--- YOUR TASK ---
Start at the line containing "type Create = CreateGuardianDto;" and transcribe every line exactly through the end of the records below, and only those lines.

*** Block opens ***

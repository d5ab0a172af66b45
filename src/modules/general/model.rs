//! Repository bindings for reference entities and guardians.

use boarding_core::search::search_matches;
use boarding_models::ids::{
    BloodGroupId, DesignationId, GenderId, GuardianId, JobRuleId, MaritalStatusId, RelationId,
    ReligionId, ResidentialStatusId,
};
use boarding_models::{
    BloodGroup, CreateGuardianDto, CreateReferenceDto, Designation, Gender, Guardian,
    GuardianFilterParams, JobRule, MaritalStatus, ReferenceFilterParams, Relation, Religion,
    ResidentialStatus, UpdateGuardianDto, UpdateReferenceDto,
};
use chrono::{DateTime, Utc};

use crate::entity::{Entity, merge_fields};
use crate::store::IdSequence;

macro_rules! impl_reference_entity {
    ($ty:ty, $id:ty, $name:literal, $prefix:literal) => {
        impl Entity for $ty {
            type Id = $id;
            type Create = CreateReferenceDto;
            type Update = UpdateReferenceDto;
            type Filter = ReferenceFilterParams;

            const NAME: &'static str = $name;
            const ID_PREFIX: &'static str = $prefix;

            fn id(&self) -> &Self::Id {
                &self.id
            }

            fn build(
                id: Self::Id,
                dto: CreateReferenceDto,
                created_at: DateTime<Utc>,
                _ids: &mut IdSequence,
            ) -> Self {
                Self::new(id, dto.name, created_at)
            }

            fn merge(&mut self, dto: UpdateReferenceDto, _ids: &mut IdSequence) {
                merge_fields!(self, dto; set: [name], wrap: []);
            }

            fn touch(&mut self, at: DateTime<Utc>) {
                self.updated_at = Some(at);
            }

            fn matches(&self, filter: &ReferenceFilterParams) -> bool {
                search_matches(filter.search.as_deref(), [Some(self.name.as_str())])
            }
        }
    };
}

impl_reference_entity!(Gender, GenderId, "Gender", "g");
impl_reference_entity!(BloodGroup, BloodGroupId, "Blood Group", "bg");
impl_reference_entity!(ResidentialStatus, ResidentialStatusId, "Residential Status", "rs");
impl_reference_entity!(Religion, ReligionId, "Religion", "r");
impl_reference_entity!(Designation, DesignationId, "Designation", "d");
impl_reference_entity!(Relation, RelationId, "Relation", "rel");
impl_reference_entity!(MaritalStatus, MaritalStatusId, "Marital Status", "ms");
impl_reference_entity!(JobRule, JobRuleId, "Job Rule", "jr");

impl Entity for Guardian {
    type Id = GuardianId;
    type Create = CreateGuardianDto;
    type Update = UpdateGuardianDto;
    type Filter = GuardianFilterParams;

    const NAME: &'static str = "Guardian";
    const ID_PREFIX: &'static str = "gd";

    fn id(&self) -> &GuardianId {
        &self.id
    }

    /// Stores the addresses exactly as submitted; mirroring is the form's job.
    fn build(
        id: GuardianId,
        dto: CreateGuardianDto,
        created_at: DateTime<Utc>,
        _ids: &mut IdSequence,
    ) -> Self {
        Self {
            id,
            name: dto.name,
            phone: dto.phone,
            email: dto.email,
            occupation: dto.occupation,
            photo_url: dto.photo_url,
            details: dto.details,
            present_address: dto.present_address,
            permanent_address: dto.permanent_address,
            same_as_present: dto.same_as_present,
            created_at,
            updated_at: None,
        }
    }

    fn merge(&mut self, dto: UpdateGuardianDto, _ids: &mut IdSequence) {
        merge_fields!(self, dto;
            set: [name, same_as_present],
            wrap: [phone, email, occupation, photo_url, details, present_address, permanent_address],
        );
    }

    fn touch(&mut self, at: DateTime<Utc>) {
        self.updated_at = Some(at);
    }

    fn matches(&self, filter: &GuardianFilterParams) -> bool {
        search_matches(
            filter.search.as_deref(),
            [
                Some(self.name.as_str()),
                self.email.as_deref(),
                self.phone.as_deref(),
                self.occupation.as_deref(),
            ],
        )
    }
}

*** Block closes ***

--- PROBLEM SOLUTION ---
    type Create = CreateGuardianDto;
    type Update = UpdateGuardianDto;
    type Filter = GuardianFilterParams;

    const NAME: &'static str = "Guardian";
    const ID_PREFIX: &'static str = "gd";

    fn id(&self) -> &GuardianId {
        &self.id
    }

    /// Stores the addresses exactly as submitted; mirroring is the form's job.
    fn build(
        id: GuardianId,
        dto: CreateGuardianDto,
        created_at: DateTime<Utc>,
        _ids: &mut IdSequence,
    ) -> Self {
        Self {
            id,
            name: dto.name,
            phone: dto.phone,
            email: dto.email,
            occupation: dto.occupation,
            photo_url: dto.photo_url,
            details: dto.details,
            present_address: dto.present_address,
            permanent_address: dto.permanent_address,
            same_as_present: dto.same_as_present,
            created_at,
            updated_at: None,
        }
    }

    fn merge(&mut self, dto: UpdateGuardianDto, _ids: &mut IdSequence) {
        merge_fields!(self, dto;
            set: [name, same_as_present],
            wrap: [phone, email, occupation, photo_url, details, present_address, permanent_address],
        );
    }

    fn touch(&mut self, at: DateTime<Utc>) {
        self.updated_at = Some(at);
    }

    fn matches(&self, filter: &GuardianFilterParams) -> bool {
        search_matches(
            filter.search.as_deref(),
            [
                Some(self.name.as_str()),
                self.email.as_deref(),
                self.phone.as_deref(),
                self.occupation.as_deref(),
            ],
        )
    }
}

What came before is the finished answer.